Welche Vor- und Nachteile hat die PKV oder die GKV für Selbstständige?

Sowohl bei PKV als auch GKV gibt es Vor- und Nachteile für Selbstständige, wie die Übersicht zeigt.

Private Krankenversicherung

Gesetzliche Krankenversicherung

Welche Tarife sind sinnvoll?

Selbstständige, die gesetzlich versichert sind, können sich durch einen Krankenkassenwechsel bessere Leistungen sichern. Die Regelversorgung unterscheidet sich zwischen den verschiedenen Kassen jedoch nicht.

 

Anders verhält es sich bei der privaten Krankenversicherung. Hier haben die Anbieter gleich mehrere Tarife im Angebot, die ganz unterschiedliche Leistungen und Beitragsniveaus bieten. Je nachdem, auf welche Leistungen Selbstständige Wert legen, empfehlen sich Tarife mit einem soliden Grundschutz, mit erweiterten Leistungen oder einer Rundum-Absicherung.

Was passiert nach einer Insolvenz, wenn man als Selbstständiger privat versichert ist?

Nicht jeder Schritt in die Selbstständigkeit ist erfolgreich. Scheitert die Existenzgründung oder wird das Geschäft aufgegeben, beispielsweise aus Altersgründen, sollten Selbstständige im Voraus wissen, welche Konsequenzen das für ihre Krankenversicherung hat. Grundsätzlich verliert niemand seinen Versicherungsschutz, da es eine allgemeine Krankenversicherungspflicht in Deutschland gibt.

 

Allerdings stellt sich dann immer noch die Frage, ob man als privat versicherter Selbstständiger weiterhin in der PKV bleibt oder eine Rückkehr in die gesetzliche Krankenversicherung erfolgt. Generell gilt: Eine Rückkehr ist nur möglich, wenn wieder ein versicherungspflichtiges Beschäftigungsverhältnis aufgenommen wird.

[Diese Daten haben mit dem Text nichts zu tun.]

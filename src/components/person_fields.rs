//! Person Fields Component
//!
//! Labelled inputs bound to a shared account form.

use leptos::prelude::*;

use crate::components::FieldError;
use crate::models::{PersonField, PersonForm};
use crate::validation::FieldErrors;

pub const GENDERS: [&str; 3] = ["Male", "Female", "Other"];

pub const IDENTITY_FIELDS: &[PersonField] = &[
    PersonField::FirstName,
    PersonField::LastName,
    PersonField::Email,
    PersonField::Phone,
];

pub const EMERGENCY_FIELDS: &[PersonField] = &[
    PersonField::EmergencyContactName,
    PersonField::EmergencyContactRelationship,
    PersonField::EmergencyContactPhone1,
    PersonField::EmergencyContactPhone2,
];

pub const ADDRESS_FIELDS: &[PersonField] = &[
    PersonField::StreetAddress,
    PersonField::Barangay,
    PersonField::Municipality,
];

/// One input per field; editing a field clears its error
#[component]
pub fn PersonFields(
    fields: &'static [PersonField],
    form: RwSignal<PersonForm>,
    errors: RwSignal<FieldErrors>,
    #[prop(optional, into)] disabled: Signal<bool>,
) -> impl IntoView {
    fields
        .iter()
        .map(|&field| {
            let key = field.key();
            let error = Signal::derive(move || errors.with(|e| e.get(key).map(str::to_string)));
            let input = if field == PersonField::Gender {
                view! {
                    <select
                        id=key
                        prop:value=move || form.with(|f| field.get(f).to_string())
                        disabled=move || disabled.get()
                        on:change=move |ev| {
                            form.update(|f| field.set(f, event_target_value(&ev)));
                            errors.update(|e| e.remove(key));
                        }
                    >
                        <option value="">"Select Gender"</option>
                        {GENDERS.iter().map(|g| view! { <option value=*g>{*g}</option> }).collect_view()}
                    </select>
                }
                .into_any()
            } else {
                view! {
                    <input
                        id=key
                        type=field.input_type()
                        class={move || if error.with(Option::is_some) { "error" } else { "" }}
                        prop:value=move || form.with(|f| field.get(f).to_string())
                        disabled=move || disabled.get()
                        on:input=move |ev| {
                            form.update(|f| field.set(f, event_target_value(&ev)));
                            errors.update(|e| e.remove(key));
                        }
                    />
                }
                .into_any()
            };
            view! {
                <div class="form-group">
                    <label for=key>{field.label()}</label>
                    {input}
                    <FieldError message=error />
                </div>
            }
        })
        .collect_view()
}
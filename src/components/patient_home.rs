//! Patient Home Section
//!
//! Welcome card, profile summary, recent bookings and quick actions.

use leptos::prelude::*;
use leptos::task::spawn_local;

use crate::api;
use crate::listing::{format_date, recent_activities, RecentActivity};
use crate::models::{Appointment, MedicalService, Patient, Person};
use crate::route::PatientSection;

const RECENT_ACTIVITY_COUNT: usize = 3;

#[component]
pub fn PatientHome(
    patient: RwSignal<Patient>,
    services: RwSignal<Vec<MedicalService>>,
    on_section: Callback<PatientSection>,
) -> impl IntoView {
    let appointments = RwSignal::new(Vec::<Appointment>::new());
    let patient_id = patient.with_untracked(|p| p.patient_id);
    spawn_local(async move {
        match api::list_patient_appointments(patient_id).await {
            Ok(list) => appointments.set(list),
            Err(err) => log::error!("failed to load recent activity: {}", err),
        }
    });

    let activities = Memo::new(move |_| {
        appointments.with(|a| services.with(|s| recent_activities(a, s, RECENT_ACTIVITY_COUNT)))
    });

    let profile_row = move |icon: &'static str, label: &'static str, value: Signal<String>| {
        view! {
            <div class="profile-item">
                <div class="profile-item-label"><span>{icon}</span><span>{label}</span></div>
                <span class="profile-item-value">{move || value.get()}</span>
            </div>
        }
    };

    view! {
        <div class="home-section">
            <div class="welcome-section">
                <div class="user-avatar">{move || patient.with(|p| p.initials())}</div>
                <div class="welcome-text">
                    <h2>{move || patient.with(|p| format!("Welcome back, {}!", p.full_name()))}</h2>
                    <p>"We're glad to see you again"</p>
                </div>
            </div>

            <div class="dashboard-grid">
                <div class="dashboard-card">
                    <h3 class="card-title">"👤 Profile Information"</h3>
                    <div class="profile-details">
                        {profile_row("✉️", "Email:", Signal::derive(move || patient.with(|p| p.email.clone())))}
                        {profile_row("📞", "Phone:", Signal::derive(move || patient.with(|p| p.phone.clone().unwrap_or_default())))}
                        {profile_row("🆔", "Patient ID:", Signal::derive(move || format!("UID #{}", patient_id)))}
                        {profile_row("⏰", "Member Since:", Signal::derive(move || {
                            patient.with(|p| p.created_at.as_deref().map(format_date).unwrap_or_else(|| "Recently joined".to_string()))
                        }))}
                    </div>
                </div>

                <div class="dashboard-card">
                    <h3 class="card-title">"📊 Recent Activity"</h3>
                    <div class="activity-list">
                        <Show
                            when=move || activities.with(|a| !a.is_empty())
                            fallback=move || view! {
                                <div class="no-activities">
                                    <p>"No recent appointments found."</p>
                                    <button class="action-btn action-btn-outline" on:click=move |_| on_section.run(PatientSection::Book)>
                                        "Book Your First Appointment"
                                    </button>
                                </div>
                            }
                        >
                            <For
                                each=move || activities.get()
                                key=|activity: &RecentActivity| activity.id
                                let:activity
                            >
                                <div class="activity-item">
                                    <div class="activity-info">
                                        <p>{activity.label.clone()}</p>
                                        <small>{activity.date.clone()}</small>
                                    </div>
                                    <div class=format!("activity-status {}", activity.status.to_lowercase())>
                                        {activity.status.clone()}
                                    </div>
                                </div>
                            </For>
                        </Show>
                    </div>
                </div>

                <div class="dashboard-card">
                    <h3 class="card-title">"⚡ Quick Actions"</h3>
                    <div class="quick-actions">
                        <button class="action-btn action-btn-primary" on:click=move |_| on_section.run(PatientSection::Book)>
                            "📅 Book Appointment"
                        </button>
                        <button class="action-btn action-btn-outline" on:click=move |_| on_section.run(PatientSection::Appointments)>
                            "📊 View History"
                        </button>
                        <button class="action-btn action-btn-outline" on:click=move |_| on_section.run(PatientSection::Settings)>
                            "👤 Edit Profile"
                        </button>
                    </div>
                </div>
            </div>

            <div class="about-doctor-section">
                <h2>"🏥 About Doctor Wahing"</h2>
                <h3>"Dr. Jessieneth Stephen F. Wahing"</h3>
                <ul class="doctor-specialties">
                    <li><strong>"Specialization: "</strong>"General Medicine"</li>
                    <li><strong>"Years of Experience: "</strong>"10+ years"</li>
                </ul>
            </div>
        </div>
    }
}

Dabei muss das Einkommen unter der aktuellen Versicherungspflichtgrenze (60.750 Euro brutto jährlich, Stand 2019) liegen.

Andernfalls verbleibt der Versicherte in der PKV. Gleiches gilt für Personen ab 55 Jahren, unabhängig davon, ob sie sozialversicherungspflichtig angestellt sind.